Ghosts of the Past #love

My sister and I walk the streets of our town talking about Tyler Henry and ghosts. Decades removed from our atheist childhood, we are now bonded by belief. We find ourselves haunted by the absence of our grandmother nearly three years passed. Confused and perhaps a bit letdown that she has not returned to talk with us again, we trade our theories and inevitably kick up the past along the way.

It is here that I find myself being led to the shadow self, Carl Jung, and the tether of the umbilicus. We talk about the struggle to cut the cord that draws life from the mother into the child and how the stories too long held become trapped inside until they churn like a storm. And so we reminder ourselves that sometimes the only path forward is a severed one.

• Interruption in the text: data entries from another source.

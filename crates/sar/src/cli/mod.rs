//! CLI support for the `sar` binary.

pub mod args;
pub mod commands;
pub mod context;
pub mod input;
pub mod output;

How foolish of us to pretend we are fully freed of the cord that binds. For a reminder awaits me in my mailbox. Threads stitched by the mother-hand sent to my daughter. Bypassing me, but not really. The refusal to fully release tugs away at frustration; an endless loop that looks for reason. We cannot control what we cannot change.

Yet, sometimes peace finds us in unexpected places. Here I am, a day later, sitting in a darkened room, waiting while my eyes adjust to forced dilation. The room is warm and quiet. A machine hums white noise, infusing the space around me with a soft peace. So content, I find myself melting into that state between waking and sleep. And in this liminal space where we are reminded of infinity, I welcome my absent grandmother to join me. In no time she is beside my right shoulder. My grandfather on my left.

There is no need for surprise, or resistance. After all, love is patient. Instead of forcing an invitation, it waits, ever ready for the opening.